Given that, this is the advice I'm using for myself.
- Plan to have at least one meal together every day. Do not miss it because there just happened to be a new game starting.
- If you preregister, first pick out things you can do together. Fluffy isn't really into RPG'ing and I don't like LARP's that much. But, we do enjoy silly board games. Doesn't have to be the entire convention, but at least a few. Ideally, try to space them out evenly throughout the convention and not everything on Sunday. We also include wandering through the dealer's area and mocking the people who don't shower as part of our time together.
- Make sure you take a break. And, from my first year mistake, sleep is not a sufficient break.

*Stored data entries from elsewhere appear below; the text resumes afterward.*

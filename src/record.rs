//! Record decoding seam
//!
//! The index builder is generic over the archive's record type. A
//! [`TimeExtractor`] pulls the run/offset coordinate out of a record;
//! any `Fn(&R) -> Time2D` closure works out of the box, and readers with
//! more context (lookup tables, unit conversion state) can implement the
//! trait on their own types.

use crate::time2d::Time2D;

/// Extracts the two-dimensional time coordinate from an archive record
pub trait TimeExtractor<R> {
    /// Decode the run reference time and forecast offset of `record`
    fn time_of(&self, record: &R) -> Time2D;
}

impl<R, F> TimeExtractor<R> for F
where
    F: Fn(&R) -> Time2D,
{
    fn time_of(&self, record: &R) -> Time2D {
        self(record)
    }
}
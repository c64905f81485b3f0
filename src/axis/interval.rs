//! Interval offset axis for accumulation-style products

use crate::unit::TimeUnit;
use chrono::{DateTime, Utc};
use serde::{Deserialize, Serialize};
use std::cmp::Ordering;
use std::collections::BTreeSet;
use std::fmt;

/// Accumulation period in axis units past a run's reference time
///
/// `start` and `end` bound the period; `end - start` is the accumulation
/// length. Both may be negative for products anchored before the run.
#[derive(Debug, Clone, Copy, PartialEq, Eq, Hash, Serialize, Deserialize)]
pub struct OffsetInterval {
    pub start: i64,
    pub end: i64,
}

impl OffsetInterval {
    pub fn new(start: i64, end: i64) -> Self {
        OffsetInterval { start, end }
    }

    /// Accumulation length in axis units
    pub fn length(&self) -> i64 {
        self.end - self.start
    }

    /// Both endpoints moved by `delta` units
    pub fn shifted(&self, delta: i64) -> Self {
        OffsetInterval {
            start: self.start + delta,
            end: self.end + delta,
        }
    }
}

// Ordered by end first: the accumulation that finishes later is the later
// coordinate, regardless of where it starts.
impl Ord for OffsetInterval {
    fn cmp(&self, other: &Self) -> Ordering {
        self.end
            .cmp(&other.end)
            .then_with(|| self.start.cmp(&other.start))
    }
}

impl PartialOrd for OffsetInterval {
    fn partial_cmp(&self, other: &Self) -> Option<Ordering> {
        Some(self.cmp(other))
    }
}

impl fmt::Display for OffsetInterval {
    fn fmt(&self, f: &mut fmt::Formatter<'_>) -> fmt::Result {
        write!(f, "({},{})", self.start, self.end)
    }
}

/// Summary of the accumulation lengths on an interval axis
#[derive(Debug, Clone, Copy, PartialEq, Eq, Serialize, Deserialize)]
#[serde(rename_all = "lowercase")]
pub enum IntervalLabel {
    /// Every interval has the same length
    Uniform { length: i64, unit: TimeUnit },
    /// Lengths differ; callers usually render this as "mixed intervals"
    Mixed,
}

impl fmt::Display for IntervalLabel {
    fn fmt(&self, f: &mut fmt::Formatter<'_>) -> fmt::Result {
        match self {
            IntervalLabel::Uniform { length, unit } => write!(f, "{} {}", length, unit),
            IntervalLabel::Mixed => write!(f, "mixed intervals"),
        }
    }
}

/// Accumulation periods of one run, sorted and deduplicated
#[derive(Debug, Clone, PartialEq, Eq, Serialize, Deserialize)]
pub struct IntervalAxis {
    ref_date: DateTime<Utc>,
    unit: TimeUnit,
    intervals: Vec<OffsetInterval>,
}

impl IntervalAxis {
    /// Build from any collection of intervals; sorts and deduplicates
    pub fn new<I>(ref_date: DateTime<Utc>, unit: TimeUnit, intervals: I) -> Self
    where
        I: IntoIterator<Item = OffsetInterval>,
    {
        let set: BTreeSet<OffsetInterval> = intervals.into_iter().collect();
        IntervalAxis {
            ref_date,
            unit,
            intervals: set.into_iter().collect(),
        }
    }

    /// Reference time the intervals count from
    pub fn ref_date(&self) -> DateTime<Utc> {
        self.ref_date
    }

    pub fn unit(&self) -> TimeUnit {
        self.unit
    }

    pub fn len(&self) -> usize {
        self.intervals.len()
    }

    pub fn is_empty(&self) -> bool {
        self.intervals.is_empty()
    }

    /// All intervals in (end, start) order
    pub fn intervals(&self) -> &[OffsetInterval] {
        &self.intervals
    }

    pub fn interval_at(&self, index: usize) -> Option<OffsetInterval> {
        self.intervals.get(index).copied()
    }

    /// Position of `interval` on the axis, `None` if absent
    pub fn index_of(&self, interval: OffsetInterval) -> Option<usize> {
        self.intervals.binary_search(&interval).ok()
    }

    /// The same intervals counted from a different reference time
    pub fn with_ref_date(&self, ref_date: DateTime<Utc>) -> Self {
        IntervalAxis {
            ref_date,
            unit: self.unit,
            intervals: self.intervals.clone(),
        }
    }

    /// Common accumulation length, or `Mixed`; `None` for an empty axis
    pub fn interval_label(&self) -> Option<IntervalLabel> {
        let first = self.intervals.first()?;
        let length = first.length();
        if self.intervals.iter().all(|iv| iv.length() == length) {
            Some(IntervalLabel::Uniform {
                length,
                unit: self.unit,
            })
        } else {
            Some(IntervalLabel::Mixed)
        }
    }

    /// Absolute time where the first interval opens
    pub fn start_date(&self) -> Option<DateTime<Utc>> {
        self.intervals
            .first()
            .map(|iv| self.unit.offset_date(self.ref_date, iv.start))
    }

    /// Absolute time where the last interval closes
    pub fn end_date(&self) -> Option<DateTime<Utc>> {
        self.intervals
            .last()
            .map(|iv| self.unit.offset_date(self.ref_date, iv.end))
    }
}

#[cfg(test)]
mod tests {
    use super::*;
    use chrono::TimeZone;

    fn date(h: u32) -> DateTime<Utc> {
        Utc.with_ymd_and_hms(2021, 7, 1, h, 0, 0).unwrap()
    }

    fn iv(start: i64, end: i64) -> OffsetInterval {
        OffsetInterval::new(start, end)
    }

    #[test]
    fn test_interval_order_is_end_then_start() {
        assert!(iv(0, 6) < iv(0, 12));
        assert!(iv(0, 12) < iv(6, 12));
        assert!(iv(6, 12) < iv(0, 18));
        assert_eq!(iv(3, 9).cmp(&iv(3, 9)), Ordering::Equal);
    }

    #[test]
    fn test_interval_shift_and_length() {
        let moved = iv(0, 6).shifted(12);

        assert_eq!(moved, iv(12, 18));
        assert_eq!(moved.length(), 6);
        assert_eq!(iv(-6, 0).length(), 6);
    }

    #[test]
    fn test_interval_display() {
        assert_eq!(iv(0, 6).to_string(), "(0,6)");
        assert_eq!(iv(-12, 0).to_string(), "(-12,0)");
    }

    #[test]
    fn test_new_sorts_and_dedups() {
        let axis = IntervalAxis::new(
            date(0),
            TimeUnit::Hours,
            [iv(6, 12), iv(0, 6), iv(0, 12), iv(0, 6)],
        );

        assert_eq!(axis.len(), 3);
        assert_eq!(axis.intervals(), &[iv(0, 6), iv(0, 12), iv(6, 12)]);
    }

    #[test]
    fn test_lookup() {
        let axis = IntervalAxis::new(date(0), TimeUnit::Hours, [iv(0, 6), iv(6, 12)]);

        assert_eq!(axis.index_of(iv(6, 12)), Some(1));
        assert_eq!(axis.index_of(iv(0, 12)), None);
        assert_eq!(axis.interval_at(0), Some(iv(0, 6)));
        assert_eq!(axis.interval_at(2), None);
    }

    #[test]
    fn test_interval_label() {
        let uniform = IntervalAxis::new(date(0), TimeUnit::Hours, [iv(0, 6), iv(6, 12)]);
        assert_eq!(
            uniform.interval_label(),
            Some(IntervalLabel::Uniform {
                length: 6,
                unit: TimeUnit::Hours
            })
        );

        let mixed = IntervalAxis::new(date(0), TimeUnit::Hours, [iv(0, 6), iv(0, 12)]);
        assert_eq!(mixed.interval_label(), Some(IntervalLabel::Mixed));

        let empty = IntervalAxis::new(date(0), TimeUnit::Hours, []);
        assert_eq!(empty.interval_label(), None);
    }

    #[test]
    fn test_label_display() {
        let label = IntervalLabel::Uniform {
            length: 6,
            unit: TimeUnit::Hours,
        };
        assert_eq!(label.to_string(), "6 hours");
        assert_eq!(IntervalLabel::Mixed.to_string(), "mixed intervals");
    }

    #[test]
    fn test_start_end_dates() {
        let axis = IntervalAxis::new(date(6), TimeUnit::Hours, [iv(0, 6), iv(6, 12)]);

        assert_eq!(axis.start_date(), Some(date(6)));
        assert_eq!(axis.end_date(), Some(date(18)));
    }
}
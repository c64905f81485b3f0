//! Instant offset axis for a single model run

use crate::unit::TimeUnit;
use chrono::{DateTime, Utc};
use serde::{Deserialize, Serialize};
use std::collections::BTreeSet;

/// Forecast instants of one run, as whole units past its reference time
///
/// Offsets are sorted and deduplicated at construction, so position `i`
/// always names the i-th instant and lookups binary-search.
#[derive(Debug, Clone, PartialEq, Eq, Serialize, Deserialize)]
pub struct InstantAxis {
    ref_date: DateTime<Utc>,
    unit: TimeUnit,
    offsets: Vec<i64>,
}

impl InstantAxis {
    /// Build from any collection of offsets; sorts and deduplicates
    pub fn new<I>(ref_date: DateTime<Utc>, unit: TimeUnit, offsets: I) -> Self
    where
        I: IntoIterator<Item = i64>,
    {
        let set: BTreeSet<i64> = offsets.into_iter().collect();
        InstantAxis {
            ref_date,
            unit,
            offsets: set.into_iter().collect(),
        }
    }

    /// Reference time the offsets count from
    pub fn ref_date(&self) -> DateTime<Utc> {
        self.ref_date
    }

    pub fn unit(&self) -> TimeUnit {
        self.unit
    }

    pub fn len(&self) -> usize {
        self.offsets.len()
    }

    pub fn is_empty(&self) -> bool {
        self.offsets.is_empty()
    }

    /// All offsets in ascending order
    pub fn offsets(&self) -> &[i64] {
        &self.offsets
    }

    pub fn offset_at(&self, index: usize) -> Option<i64> {
        self.offsets.get(index).copied()
    }

    /// Position of `offset` on the axis, `None` if absent
    pub fn index_of(&self, offset: i64) -> Option<usize> {
        self.offsets.binary_search(&offset).ok()
    }

    /// The same offsets counted from a different reference time
    pub fn with_ref_date(&self, ref_date: DateTime<Utc>) -> Self {
        InstantAxis {
            ref_date,
            unit: self.unit,
            offsets: self.offsets.clone(),
        }
    }

    /// Absolute time of the earliest instant
    pub fn start_date(&self) -> Option<DateTime<Utc>> {
        self.offsets
            .first()
            .map(|&off| self.unit.offset_date(self.ref_date, off))
    }

    /// Absolute time of the latest instant
    pub fn end_date(&self) -> Option<DateTime<Utc>> {
        self.offsets
            .last()
            .map(|&off| self.unit.offset_date(self.ref_date, off))
    }
}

- Pick out the rest of your games. But, when you finish, figure out which ones you really want and which ones you could skip in an emergency. If 80% of your list is "must not miss", then follow a simple rule. For every game you have to go to, pick one you can skip. In my opinion, put more of the "can skip" games in the back half but still scatter them around.
- Let your spouse or friends know which ones you'd be willing to skip. Tell them you'll whine and whimper, but if they really, really need you, you'll skip it. With only a few dramatics and maybe only two serious attempts to escape via smoke bombs. Hide the rope, just in case. Hint that bribes would make the whining go away. I'm sure you have a bribe system already, don't you? Mine occasionally involves LEGO blocks.
If they do ask for you to skip a game, then just do it. Call it brownie points or whatever, but sometimes someone can have a seriously bad convention. And, in the heat of the excitement, sometimes it gets hard to listen to what they are saying. And when you are about to go into the play-testing of Exalted Autocthon or some other once-in-a-lifetime thing, the last thing you want to hear is "skip it, please? I need you." Setting up rules ahead of time makes it easier to ask for help (or attention) and also to keep you from going overboard.
My other advice is to any person going to a convention like GenCon: pack a cooler. Food is expensive and sometimes, it is better to just have a couple PB&J sandwiches and some chips instead of shelling out $20 for lunch.